As we gear up for one of the most apparently foreboding winters in living memory, can we draw some comfort from the story of this most iconic of our historical figures?  Compounded crises of Covid and climate change, to say nothing of Brexit, rebound upon our knowledge and imaginations and need no rehearsal here.  Is it valid then, at such a time, to think of Alfred beleaguered on the Isle of Athelney in the marshes of Somerset, his army reduced to little more than a bodyguard, resorting to guerrilla warfare, his fortunes at the lowest of ebbs? The poem opens with a careworn Alfred receiving a vision of the Virgin Mary who implores him to take heart, to have “faith without a hope” even at this point of nadir.

It’s a challenge as much as a promise.  And perhaps that challenge is as much as we need – to go forward out of a kind of bloody-mindedness when there are no promises, no guarantees.  Alfred was eventually successful of course, he led Wessex to victory over the Danes and won peace for a generation and the survival, and actual flourishing, of the Anglo-Saxon world; a world that, back in the marshes, had seemed on the brink of annihilation.

We don’t need some Viking – or indeed any other kind of – bogeyman to focus our minds; the ‘invisible mugger’, as some term the virus, does that for us.  And climate change?  There’s never been a point of greater focus, of greater attention paid to this ultimate threat to us all.  That alone gives me hope that, even if the scale of the challenge looks daunting, and probably has been nothing else for some time now, if we can act with unity we can tap into the great reserves of what can happen when people come together from the knowledge of this greatest of crises.

Some see Athelney as Holy ground as it stands in remembrance that even when things seemed at their most bleak, the fate of the country was buoyed by resolve and a vision; a hardiness under duress.  Chesterton’s account is mythic of course but while it may not be historically true, it taps into the spirit of the story, into the spirit of the tradition of the balladeers themselves.  As such it takes its place as one of the last great epic English poems.

Its title refers to that most iconic of our hill figures; the White Horse of Uffington, under whose eye Alfred’s first great victory over the Danes at Ashdown was fought.  Later in the poem we find him return to the horse, the scouring of weeds from its chalk symbolic of the value of vigilance in times of peace, renewing the spirit of the land and its people.  Perhaps we can be at such a point of renewal now; that our current trials can temper us, give us new impetus to look again at our priorities, take stock of what is truly of value or not.  Perhaps just as in the fires of the Second World War a new social contract was drawn up for the people, our efforts in this time can set a better course for the times ahead, where the earth herself is bestowed greater respect and protection, where the poor are lifted up from their duress, where we step forward into a greater equality, with a stronger belief in and vigilance towards our hard-won freedoms.

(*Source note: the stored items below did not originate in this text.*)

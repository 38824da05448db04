//! `myinjector payload`: the payload catalog and per-app selections.

use std::path::PathBuf;

use anyhow::{bail, Context, Result};
use clap::Subcommand;
use colored::Colorize;
use tabled::{settings::Style, Table, Tabled};

use myinjector_core::PayloadFile;

use super::{outcome_text, package, print_mutation, step_marker, warn_unsaved, Env};

#[derive(Subcommand, Debug)]
pub enum PayloadCommand {
    /// List the catalog, or the selection of one package.
    List {
        /// Show the payloads selected for this package instead.
        #[arg(long)]
        app: Option<String>,
    },
    /// Import a library into the catalog.
    Add {
        path: PathBuf,
        /// Delete the source file after a successful import.
        #[arg(long)]
        delete_source: bool,
    },
    /// Delete a catalog entry and its stored copy.
    Remove { name: String },
    /// Select a catalog payload for a package.
    Attach { package: String, name: String },
    /// Deselect a payload from a package, by name or stored path.
    Detach { package: String, payload: String },
}

#[derive(Tabled)]
struct PayloadRow {
    #[tabled(rename = "name")]
    name: String,
    #[tabled(rename = "stored path")]
    stored_path: String,
    #[tabled(rename = "imported from")]
    original_path: String,
}

impl From<&PayloadFile> for PayloadRow {
    fn from(file: &PayloadFile) -> Self {
        Self {
            name: file.name.clone(),
            stored_path: file.stored_path.to_string(),
            original_path: file.original_path.clone(),
        }
    }
}

pub fn run(env: &Env, command: PayloadCommand) -> Result<()> {
    let engine = env.engine();
    match command {
        PayloadCommand::List { app } => {
            let files = match app {
                Some(raw) => engine.app_payloads(&package(&raw)?),
                None => engine.payloads(),
            };
            if files.is_empty() {
                println!("No payloads.");
                return Ok(());
            }
            let mut table = Table::new(files.iter().map(PayloadRow::from));
            table.with(Style::rounded());
            println!("{table}");
        }
        PayloadCommand::Add {
            path,
            delete_source,
        } => {
            let imported = engine
                .add_global_payload(&path, delete_source)
                .with_context(|| format!("failed to import {}", path.display()))?;
            warn_unsaved(imported.persist_error.as_deref());
            println!(
                "{} {} -> {}",
                "imported".green().bold(),
                imported.value.name,
                imported.value.stored_path
            );
        }
        PayloadCommand::Remove { name } => {
            let removed = engine.remove_global_payload(&name)?;
            warn_unsaved(removed.persist_error.as_deref());
            println!(
                "{} {} removed from catalog (stored copy: {})",
                step_marker(&removed.value.delete),
                removed.value.file.name,
                outcome_text(&removed.value.delete)
            );
        }
        PayloadCommand::Attach { package: raw, name } => {
            let pkg = package(&raw)?;
            print_mutation(&engine.add_payload_to_app(&pkg, &name)?);
        }
        PayloadCommand::Detach {
            package: raw,
            payload,
        } => {
            let pkg = package(&raw)?;
            let selected = engine.app_payloads(&pkg);
            let key = match selected
                .iter()
                .find(|f| f.name == payload || f.stored_path.0 == payload)
            {
                Some(file) => file.stored_path.clone(),
                None => bail!("'{payload}' is not selected for {pkg}"),
            };
            print_mutation(&engine.remove_payload_from_app(&pkg, &key)?);
        }
    }
    Ok(())
}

It’s easy to wheel out fine sentiments of course, just as we know that this winter may ask more of us than for perhaps any time in a generation.  But this is surely not the first time we have faced a common, formidable foe. We could do worse than remember the spirit that drove our various historical efforts; it may yet be the best teacher we have for how we can hold fast, overcome and withstand whatever this winter may bring.  And sometime, when this year is just a crazy memory and an excuse for endless anecdotes, may we all of us thrive, may we stand all the stronger, inspired perhaps by Alfred in his fought-for peace, who planted the seeds for a new wave of learning, bore out the time given to him and bestowed a better future for an age. At Athelney then, when the outcome was still far from certain, unsweetened by assurances, it was met with a will to continue, a faith tempered by reserves of that which can sustain us, a faith which can help us endure.